Strangely, however, the power of the Xbox 360 is actually used to good effect in Blue Dragon - despite the simplicity of the artwork. Every character, monster and environment is rendered with extremely detailed lighting and bump mapping, and the game uses exaggerated depth of field (much like the focusing of a camera lens) which makes everything feel almost disconcertingly real in places. The overall effect is not dissimilar to Pixar's Toy Story, in fact; the whole world feels like it's made out of animated plastic models. In places, this effect is genuinely stunning - about as far from photo-realism as you can get, and yet spookily real in its own, stylised way.
If anything, Blue Dragon's graphics feel almost exactly like you'd expect a very old J-RPG to look like, if it somehow popped into life. Monsters often sport cartoonish human faces, bright colours are the order of the day, and even the game's magic attacks feel strangely retro compared to the flashy, particle-effect laden spells of modern Final Fantasy titles. A water attack draws a straight column across the play area, taking out a line of enemies; fire breathes forward in a direct line. These are effects from the dawn of J-RPGs, updated but by no means evolved.
That, perhaps, is the true heart of what Sakaguchi, Toriyama and Uematsu have tried to accomplish with Blue Dragon. This is not merely a homage to simpler storytelling, or to the cartoons of yore; this is an attempt to re-create kinds of J-RPGs which this legendary trio are best known for. Toriyama's art is simple and childish, the kind of overstated designs which worked well when you only had a few pixels to play with for each character. Uematsu's music sounds much more like his early, simplistic Final Fantasy work than like the sweeping, epic scores we've become used to in recent years (although there's an utterly dreadful and misjudged rock track with English lyrics in there too, which plays during boss battles and reminds us of Sonic Adventure's woeful audio excursions). It is a joyous, unapologetic exercise in nostalgia - a look back at the early Final Fantasy and Dragon Quest titles, a sigh, and a rose tinted "gosh, weren't games just great back then?".
Because I Can't Forget

All five playable characters can appear in the battlefield, so you won't have to swap between them or worry about some of them not gaining experience points.
Even in the gameplay - in fact, most of all in the gameplay - this attitude seems to come through clearly. Combat is resolutely turn-based, and remains extremely traditional - despite the central conceit of the game. Each character has a mythical beast living in their shadow, such as Shu's eponymous blue dragon, which carries out magical and physical attacks at their behest; however, this is largely speaking a visual effect, rather than having any real impact on gameplay.
You can change the class of your shadow beast, which allows you to access a different set of abilities, but this is really no different to changing the class of your character directly in many old RPGs. Your shadow doesn't take damage or have any statistics which are different from your character stats; the old mainstays of RPGs, HP and MP, work exactly as you'd expect, as do elemental attacks and resistances, items, status effects and the likes.
The sole concession to progress in Blue Dragon's gameplay is that enemies appear on the world map, rather than simply dragging you into random battles unseen. You can even clear all of the enemies out of an entire dungeon, if you wish, and walk around unmolested. The game also sports a clever system which allows you to battle multiple groups of foes; if several enemies are nearby, you can pull the right trigger to select to take them all on at once.

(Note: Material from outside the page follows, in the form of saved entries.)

//! Logging initialization

use crate::config::{LogFormat, ServerConfig};
use tracing_subscriber::{fmt, EnvFilter};

/// Initialize the global tracing subscriber.
///
/// Respects `RUST_LOG`; defaults to info for our crates and warn elsewhere.
pub fn init_logging(config: &ServerConfig) {
    let filter = EnvFilter::try_from_default_env()
        .unwrap_or_else(|_| EnvFilter::new("warn,beam_db_server=info,beam_db_api=info,beam_db_view=info,beam_db_transact=info,beam_db_log=info"));

    match config.log_format {
        LogFormat::Text => fmt().with_env_filter(filter).init(),
        LogFormat::Json => fmt().with_env_filter(filter).json().init(),
    }
}
//! The materialized state machine
//!
//! Pure fold of log records into a multi-version map plus a pending
//! transaction table. All mutation happens through [`ViewState::apply`],
//! driven in offset order by the consumer task; everything else is a read.
//!
//! ## Apply rules
//!
//! - `Write{K, V}` at offset O commits version `{index: O+1, V}` on K.
//! - `Transaction` at offset O (tx = O+1) evaluates its conditions against
//!   committed history. A condition on K is only decidable once no earlier
//!   proposed write on K remains undecided; until then the transaction is
//!   undetermined. Proposed writes mark their target keys pending.
//! - `Decision{T, commit}` promotes T's pending writes to committed versions
//!   at index T (or drops them), then re-evaluates undetermined transactions.
//!
//! Replaying the same records yields identical state; decisions for unknown
//! or already-resolved transactions are counted and ignored.

use crate::stats::ViewStats;
use beam_db_core::keys;
use beam_db_core::record::{Condition, LogRecord, TransactionRecord, WriteRecord};
use beam_db_core::TxIndex;
use beam_db_log::{Offset, Partition};
use serde::Serialize;
use std::collections::BTreeMap;
use std::collections::BTreeSet;
use std::ops::Bound;

/// A committed value with its MVCC version
#[derive(Clone, Debug, PartialEq, Eq)]
pub struct VersionedValue {
    pub value: Vec<u8>,
    pub index: TxIndex,
}

/// Answer to a conditional-commit check
///
/// `ok` is meaningful only when `pending` is false; callers poll until the
/// answer is knowable.
#[derive(Clone, Copy, Debug, PartialEq, Eq)]
pub struct CheckResult {
    pub ok: bool,
    pub pending: bool,
}

/// Lifecycle of a proposed transaction as seen by the view
#[derive(Clone, Copy, Debug, PartialEq, Eq)]
pub enum TxStatus {
    /// Blocked on an earlier undecided transaction over a condition key
    Undetermined,
    /// Conditions known to hold; awaiting the decision record
    Satisfied,
    /// Conditions known to fail; the decision can only abort
    FailedPrecondition,
    /// Decision applied, writes committed
    Committed,
    /// Decision applied, writes dropped
    Aborted,
}

impl TxStatus {
    fn is_resolved(self) -> bool {
        matches!(self, TxStatus::Committed | TxStatus::Aborted)
    }
}

#[derive(Clone, Debug)]
struct PendingTx {
    conditions: Vec<Condition>,
    writes: Vec<WriteRecord>,
    status: TxStatus,
}

#[derive(Default)]
struct KeyVersions {
    /// Committed versions, strictly increasing by index
    committed: Vec<VersionedValue>,
    /// Transaction indexes with an undecided proposed write on this key
    pending: BTreeSet<TxIndex>,
}

/// Value served for the reserved `beammeta` key
#[derive(Serialize)]
struct MetaInfo {
    partition: Partition,
    last_applied_index: TxIndex,
    resume_offset: Offset,
}

/// Materialized state of one partition
pub struct ViewState {
    partition: Partition,
    keys: BTreeMap<Vec<u8>, KeyVersions>,
    transactions: BTreeMap<TxIndex, PendingTx>,
    last_applied: TxIndex,
    resume_from: Offset,
    key_count: u64,
    fact_count: u64,
    committed_versions: u64,
    pending_txs: u64,
    resolved_txs: u64,
    malformed_records: u64,
    unknown_decisions: u64,
    anomalies: u64,
}

impl ViewState {
    pub fn new(partition: Partition) -> Self {
        Self {
            partition,
            keys: BTreeMap::new(),
            transactions: BTreeMap::new(),
            last_applied: 0,
            resume_from: 0,
            key_count: 0,
            fact_count: 0,
            committed_versions: 0,
            pending_txs: 0,
            resolved_txs: 0,
            malformed_records: 0,
            unknown_decisions: 0,
            anomalies: 0,
        }
    }

    /// Transaction index of the last applied record
    pub fn last_applied(&self) -> TxIndex {
        self.last_applied
    }

    /// Fold one record into the state.
    pub fn apply(&mut self, offset: Offset, record: &LogRecord) {
        if offset < self.resume_from {
            // Materialization was rewound past this record.
            return;
        }
        let tx = offset + 1;
        match record {
            LogRecord::Write(w) => self.apply_write(tx, w),
            LogRecord::Transaction(t) => self.apply_transaction(tx, t),
            LogRecord::Decision(d) => self.apply_decision(d.tx_index, d.commit),
        }
        self.last_applied = tx;
    }

    /// Count a record that failed to decode; the offset is still consumed.
    pub fn record_malformed(&mut self, offset: Offset) {
        self.malformed_records += 1;
        if offset >= self.resume_from {
            self.last_applied = offset + 1;
        }
    }

    fn apply_write(&mut self, tx: TxIndex, w: &WriteRecord) {
        if keys::is_reserved(&w.key) {
            // Reserved keys are not client-writable.
            self.anomalies += 1;
            return;
        }
        self.push_committed(&w.key, tx, w.value.clone());
    }

    fn apply_transaction(&mut self, tx: TxIndex, t: &TransactionRecord) {
        let status = self.evaluate(tx, &t.conditions);
        if status != TxStatus::FailedPrecondition {
            for w in &t.writes {
                self.entry(&w.key).pending.insert(tx);
            }
        }
        self.pending_txs += 1;
        self.transactions.insert(
            tx,
            PendingTx {
                conditions: t.conditions.clone(),
                writes: t.writes.clone(),
                status,
            },
        );
    }

    fn apply_decision(&mut self, tx: TxIndex, commit: bool) {
        let (status, writes) = match self.transactions.get(&tx) {
            None => {
                self.unknown_decisions += 1;
                return;
            }
            Some(ptx) if ptx.status.is_resolved() => {
                self.unknown_decisions += 1;
                return;
            }
            Some(ptx) => (ptx.status, ptx.writes.clone()),
        };

        let commit_now = match status {
            TxStatus::Satisfied => commit,
            TxStatus::FailedPrecondition => false,
            TxStatus::Undetermined => {
                // A decision landed while the outcome was still blocked on an
                // earlier transaction. Treat the conditions as not holding.
                if commit {
                    self.anomalies += 1;
                }
                false
            }
            TxStatus::Committed | TxStatus::Aborted => unreachable!("checked above"),
        };
        for w in &writes {
            if let Some(kv) = self.keys.get_mut(&w.key) {
                kv.pending.remove(&tx);
            }
            if commit_now {
                if keys::is_reserved(&w.key) {
                    self.anomalies += 1;
                    continue;
                }
                self.push_committed(&w.key, tx, w.value.clone());
            }
        }

        let ptx = self.transactions.get_mut(&tx).expect("present above");
        ptx.status = if commit_now {
            TxStatus::Committed
        } else {
            TxStatus::Aborted
        };
        self.pending_txs -= 1;
        self.resolved_txs += 1;

        self.reevaluate_undetermined();
    }

    /// Re-evaluate undetermined transactions in log order; a resolution may
    /// have made their conditions decidable.
    fn reevaluate_undetermined(&mut self) {
        let undetermined: Vec<TxIndex> = self
            .transactions
            .iter()
            .filter(|(_, ptx)| ptx.status == TxStatus::Undetermined)
            .map(|(tx, _)| *tx)
            .collect();
        for tx in undetermined {
            let conditions = self.transactions[&tx].conditions.clone();
            let status = self.evaluate(tx, &conditions);
            if status != TxStatus::Undetermined {
                tracing::debug!(tx, ?status, "transaction outcome became decidable");
                self.transactions.get_mut(&tx).expect("present").status = status;
            }
        }
    }

    /// Evaluate conditions for a transaction at `tx` against current state.
    fn evaluate(&self, tx: TxIndex, conditions: &[Condition]) -> TxStatus {
        if conditions
            .iter()
            .any(|c| self.has_pending_below(&c.key, tx))
        {
            return TxStatus::Undetermined;
        }
        let holds = conditions
            .iter()
            .all(|c| self.last_committed_below(&c.key, tx) == c.index);
        if holds {
            TxStatus::Satisfied
        } else {
            TxStatus::FailedPrecondition
        }
    }

    fn entry(&mut self, key: &[u8]) -> &mut KeyVersions {
        self.keys.entry(key.to_vec()).or_default()
    }

    fn push_committed(&mut self, key: &[u8], index: TxIndex, value: Vec<u8>) {
        let is_new_key = !self.keys.contains_key(key);
        let kv = self.entry(key);
        // Usually an append, but a transaction that was proposed before a
        // plain write on the same key commits at the lower index.
        match kv.committed.binary_search_by(|v| v.index.cmp(&index)) {
            Ok(at) => kv.committed[at].value = value,
            Err(at) => {
                kv.committed.insert(at, VersionedValue { value, index });
                self.committed_versions += 1;
            }
        }
        if is_new_key {
            self.key_count += 1;
            if key.starts_with(keys::SPO_KEY_PREFIX) {
                self.fact_count += 1;
            }
        }
    }

    /// Greatest committed index of `key` strictly below `below`, 0 if none.
    fn last_committed_below(&self, key: &[u8], below: TxIndex) -> TxIndex {
        self.version_below(key, below).map_or(0, |v| v.index)
    }

    fn version_below(&self, key: &[u8], below: TxIndex) -> Option<&VersionedValue> {
        let kv = self.keys.get(key)?;
        kv.committed.iter().rev().find(|v| v.index < below)
    }

    /// Whether any undecided proposed write on `key` has index below `below`.
    fn has_pending_below(&self, key: &[u8], below: TxIndex) -> bool {
        self.keys.get(key).is_some_and(|kv| {
            kv.pending
                .range((Bound::Unbounded, Bound::Excluded(below)))
                .next()
                .is_some()
        })
    }

    /// Latest committed value of `key`, or None if absent.
    ///
    /// Never returns a pending version. The reserved keys serve the view's
    /// own metadata and statistics.
    pub fn fetch(&self, key: &[u8]) -> Option<VersionedValue> {
        if keys::is_reserved(key) {
            return self.fetch_reserved(key);
        }
        self.keys
            .get(key)
            .and_then(|kv| kv.committed.last())
            .cloned()
    }

    /// Version of `key` with the greatest committed index `<= at`.
    pub fn fetch_at(&self, key: &[u8], at: TxIndex) -> Option<VersionedValue> {
        if keys::is_reserved(key) {
            return self.fetch_reserved(key);
        }
        if at == TxIndex::MAX {
            return self.fetch(key);
        }
        self.version_below(key, at + 1).cloned()
    }

    fn fetch_reserved(&self, key: &[u8]) -> Option<VersionedValue> {
        if self.last_applied == 0 {
            return None;
        }
        let value = if key == keys::meta_key_bytes() {
            serde_json::to_vec(&MetaInfo {
                partition: self.partition,
                last_applied_index: self.last_applied,
                resume_offset: self.resume_from,
            })
        } else {
            serde_json::to_vec(&self.stats())
        };
        let value = value.expect("reserved values serialize");
        Some(VersionedValue {
            value,
            index: self.last_applied,
        })
    }

    /// Is it safe to commit a transaction at `tx_index` whose precondition
    /// asserts `key` was last committed at `ref_index`?
    pub fn check(&self, key: &[u8], ref_index: TxIndex, tx_index: TxIndex) -> CheckResult {
        let pending = self.has_pending_below(key, tx_index);
        let ok = !pending && self.last_committed_below(key, tx_index) == ref_index;
        CheckResult { ok, pending }
    }

    /// Committed `(key, value, index)` triples whose keys start with
    /// `prefix`, in key order, at most `limit` entries. Pending versions are
    /// excluded; the latest committed version is reported per key.
    pub fn range_scan(&self, prefix: &[u8], limit: usize) -> Vec<(Vec<u8>, Vec<u8>, TxIndex)> {
        self.keys
            .range(prefix.to_vec()..)
            .take_while(|(k, _)| k.starts_with(prefix))
            .filter_map(|(k, kv)| {
                let v = kv.committed.last()?;
                Some((k.clone(), v.value.clone(), v.index))
            })
            .take(limit)
            .collect()
    }

    /// Current statistics snapshot
    pub fn stats(&self) -> ViewStats {
        ViewStats {
            partition: self.partition,
            last_applied_index: self.last_applied,
            resume_offset: self.resume_from,
            key_count: self.key_count,
            fact_count: self.fact_count,
            committed_version_count: self.committed_versions,
            pending_tx_count: self.pending_txs,
            resolved_tx_count: self.resolved_txs,
            malformed_record_count: self.malformed_records,
            unknown_decision_count: self.unknown_decisions,
            anomaly_count: self.anomalies,
        }
    }

    /// Administrative reset: drop all materialized state and resume
    /// materialization at `resume_from` (records below it are skipped).
    pub fn wipe(&mut self, resume_from: Offset) {
        let partition = self.partition;
        *self = ViewState::new(partition);
        self.resume_from = resume_from;
        self.last_applied = resume_from;
    }
}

An angry butterfly with sharp teeth in its anus. At least it's not made of poo. Did we mention that you also have to search in poo to find treasure? Faecally obsessed, we tell you.
This has a few effects on the gameplay. For a start, between each round of the battle, you get a random stat boost of some description, so you gradually power up as you go along (all of these stat boosts are negated when you've finished beating up all the foes in the battle, however). More importantly, though, some enemy types hate each other, and will fight each other rather than attacking you - so dragging them into a battle together gives you an opportunity for an easy win.
It's a clever system, and a rare stand-out in a game which is otherwise relentlessly traditional. Even the structure of the game owes much to old J-RPGs such as the early Final Fantasies; for the most part, you'll find yourself walking over large stretches of monster-infested land and then through various huge dungeons in order to get to the next five minutes of storyline. In Blue Dragon's defence, though, the game does provide warp points between areas you've previously visited; it's traditional, but it's not stupid.
After our first few hours with Blue Dragon, though, we're filled with reservations about the game. We're suckers for nostalgia, just as much as the next man - and as an exercise in nostalgia, Blue Dragon seems to be pitch perfect, effortlessly capturing the spirit of a simpler age when J-RPGs were the de facto entertainment for a generation of Japanese boys who are now in their twenties and thirties.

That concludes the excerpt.